----- Dataset records
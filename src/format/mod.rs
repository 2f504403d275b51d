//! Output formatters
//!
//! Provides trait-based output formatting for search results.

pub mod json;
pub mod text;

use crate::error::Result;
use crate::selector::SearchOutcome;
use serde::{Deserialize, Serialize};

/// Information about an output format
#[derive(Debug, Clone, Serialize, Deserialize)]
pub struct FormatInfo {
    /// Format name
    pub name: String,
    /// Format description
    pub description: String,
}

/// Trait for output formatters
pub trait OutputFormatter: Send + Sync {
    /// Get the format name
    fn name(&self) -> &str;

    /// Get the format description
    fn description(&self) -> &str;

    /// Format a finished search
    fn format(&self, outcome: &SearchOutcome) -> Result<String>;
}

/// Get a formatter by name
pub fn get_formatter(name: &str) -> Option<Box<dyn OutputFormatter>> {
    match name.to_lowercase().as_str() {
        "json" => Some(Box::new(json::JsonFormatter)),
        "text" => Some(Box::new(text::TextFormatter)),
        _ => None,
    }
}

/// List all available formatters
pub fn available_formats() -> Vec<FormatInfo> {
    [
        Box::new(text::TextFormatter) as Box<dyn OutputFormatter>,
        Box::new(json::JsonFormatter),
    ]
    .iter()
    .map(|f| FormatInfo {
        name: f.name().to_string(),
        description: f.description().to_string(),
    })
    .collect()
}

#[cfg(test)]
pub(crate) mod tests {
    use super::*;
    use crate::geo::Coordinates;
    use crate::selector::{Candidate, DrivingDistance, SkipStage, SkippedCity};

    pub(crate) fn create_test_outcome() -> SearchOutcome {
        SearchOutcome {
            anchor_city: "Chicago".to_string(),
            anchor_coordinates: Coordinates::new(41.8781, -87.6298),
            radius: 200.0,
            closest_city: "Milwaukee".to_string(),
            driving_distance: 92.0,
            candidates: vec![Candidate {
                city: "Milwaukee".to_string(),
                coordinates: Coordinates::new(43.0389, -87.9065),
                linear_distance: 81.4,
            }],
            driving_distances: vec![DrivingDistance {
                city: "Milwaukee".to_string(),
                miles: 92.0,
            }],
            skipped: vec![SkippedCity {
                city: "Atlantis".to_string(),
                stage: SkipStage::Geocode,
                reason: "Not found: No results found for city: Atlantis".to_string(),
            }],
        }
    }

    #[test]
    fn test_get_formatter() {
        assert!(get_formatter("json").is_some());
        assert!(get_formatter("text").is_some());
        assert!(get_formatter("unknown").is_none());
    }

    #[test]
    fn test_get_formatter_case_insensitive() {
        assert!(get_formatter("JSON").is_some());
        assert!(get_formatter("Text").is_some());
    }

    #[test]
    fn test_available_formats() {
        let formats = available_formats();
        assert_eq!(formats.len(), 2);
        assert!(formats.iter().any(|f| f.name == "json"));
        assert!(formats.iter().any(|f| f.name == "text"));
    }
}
----------
----- Dataset records
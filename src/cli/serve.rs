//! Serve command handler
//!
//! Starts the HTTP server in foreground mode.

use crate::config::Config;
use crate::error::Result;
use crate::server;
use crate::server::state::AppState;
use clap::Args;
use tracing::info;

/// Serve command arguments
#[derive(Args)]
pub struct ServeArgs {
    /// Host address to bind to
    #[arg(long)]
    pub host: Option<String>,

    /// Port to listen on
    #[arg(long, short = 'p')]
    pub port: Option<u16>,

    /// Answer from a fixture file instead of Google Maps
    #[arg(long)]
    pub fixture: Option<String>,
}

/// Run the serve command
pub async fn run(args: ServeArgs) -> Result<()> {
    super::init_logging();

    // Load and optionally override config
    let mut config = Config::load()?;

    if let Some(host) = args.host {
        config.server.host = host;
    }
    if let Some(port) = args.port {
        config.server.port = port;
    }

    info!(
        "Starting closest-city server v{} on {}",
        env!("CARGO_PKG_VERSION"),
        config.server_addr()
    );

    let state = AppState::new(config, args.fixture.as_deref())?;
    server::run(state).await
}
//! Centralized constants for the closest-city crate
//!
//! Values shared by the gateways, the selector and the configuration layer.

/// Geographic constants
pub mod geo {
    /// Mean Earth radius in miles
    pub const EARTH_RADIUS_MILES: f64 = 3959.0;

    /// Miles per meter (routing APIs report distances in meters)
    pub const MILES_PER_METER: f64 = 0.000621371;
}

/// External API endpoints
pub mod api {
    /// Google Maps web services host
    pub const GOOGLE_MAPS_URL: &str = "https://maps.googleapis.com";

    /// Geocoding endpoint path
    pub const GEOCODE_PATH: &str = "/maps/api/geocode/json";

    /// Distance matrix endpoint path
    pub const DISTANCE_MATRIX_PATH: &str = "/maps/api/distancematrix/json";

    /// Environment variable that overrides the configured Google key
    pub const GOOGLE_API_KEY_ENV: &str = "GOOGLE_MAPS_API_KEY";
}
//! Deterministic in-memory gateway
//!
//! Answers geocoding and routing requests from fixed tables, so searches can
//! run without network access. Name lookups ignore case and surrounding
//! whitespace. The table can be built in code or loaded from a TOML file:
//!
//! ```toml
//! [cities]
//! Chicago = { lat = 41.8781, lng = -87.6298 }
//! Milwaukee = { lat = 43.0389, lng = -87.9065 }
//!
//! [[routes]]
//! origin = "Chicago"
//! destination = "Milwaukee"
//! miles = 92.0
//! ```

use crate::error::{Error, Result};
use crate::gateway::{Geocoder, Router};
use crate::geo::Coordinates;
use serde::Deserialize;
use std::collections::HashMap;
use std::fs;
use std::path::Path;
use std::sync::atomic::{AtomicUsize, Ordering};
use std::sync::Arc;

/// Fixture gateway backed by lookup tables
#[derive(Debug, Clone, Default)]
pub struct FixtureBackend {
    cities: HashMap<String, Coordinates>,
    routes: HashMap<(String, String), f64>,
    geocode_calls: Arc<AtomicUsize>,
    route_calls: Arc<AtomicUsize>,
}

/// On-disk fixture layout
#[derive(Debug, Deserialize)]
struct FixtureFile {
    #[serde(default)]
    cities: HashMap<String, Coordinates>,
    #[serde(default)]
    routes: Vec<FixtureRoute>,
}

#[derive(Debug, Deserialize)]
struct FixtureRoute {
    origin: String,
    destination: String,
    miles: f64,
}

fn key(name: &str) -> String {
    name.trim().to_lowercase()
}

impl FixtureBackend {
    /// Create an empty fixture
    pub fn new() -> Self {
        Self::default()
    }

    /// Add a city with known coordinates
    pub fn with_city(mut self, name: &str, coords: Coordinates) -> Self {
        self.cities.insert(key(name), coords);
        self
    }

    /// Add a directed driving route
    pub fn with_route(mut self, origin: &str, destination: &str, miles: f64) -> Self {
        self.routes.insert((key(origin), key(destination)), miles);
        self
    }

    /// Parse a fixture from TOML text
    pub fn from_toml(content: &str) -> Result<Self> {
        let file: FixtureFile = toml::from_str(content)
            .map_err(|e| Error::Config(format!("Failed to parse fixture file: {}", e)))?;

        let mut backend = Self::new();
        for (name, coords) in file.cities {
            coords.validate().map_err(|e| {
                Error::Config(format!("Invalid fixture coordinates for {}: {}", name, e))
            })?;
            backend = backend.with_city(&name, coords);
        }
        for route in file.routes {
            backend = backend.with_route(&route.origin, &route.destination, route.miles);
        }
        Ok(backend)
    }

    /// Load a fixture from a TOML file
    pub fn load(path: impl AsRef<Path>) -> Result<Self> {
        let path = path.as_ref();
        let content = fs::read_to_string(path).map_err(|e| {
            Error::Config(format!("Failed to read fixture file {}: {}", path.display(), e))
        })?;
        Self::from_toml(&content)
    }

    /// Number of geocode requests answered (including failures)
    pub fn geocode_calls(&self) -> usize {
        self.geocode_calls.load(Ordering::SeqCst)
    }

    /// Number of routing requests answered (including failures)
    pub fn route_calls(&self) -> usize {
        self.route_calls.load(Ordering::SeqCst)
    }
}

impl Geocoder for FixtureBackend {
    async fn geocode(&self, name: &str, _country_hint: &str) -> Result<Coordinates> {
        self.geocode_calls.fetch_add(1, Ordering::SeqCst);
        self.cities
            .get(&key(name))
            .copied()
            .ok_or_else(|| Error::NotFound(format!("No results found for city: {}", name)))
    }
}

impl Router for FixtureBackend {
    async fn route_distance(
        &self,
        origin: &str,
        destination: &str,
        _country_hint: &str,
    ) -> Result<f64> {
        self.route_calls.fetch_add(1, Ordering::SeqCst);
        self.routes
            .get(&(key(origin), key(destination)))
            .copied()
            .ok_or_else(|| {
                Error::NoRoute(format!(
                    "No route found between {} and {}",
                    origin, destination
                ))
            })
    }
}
----------
→ What you should do:
Which lines above contain the word "Clone"? Copy all of them.

→ Response to the exercise:
#[derive(Debug, Clone, Serialize, Deserialize)]
#[derive(Debug, Clone, Default)]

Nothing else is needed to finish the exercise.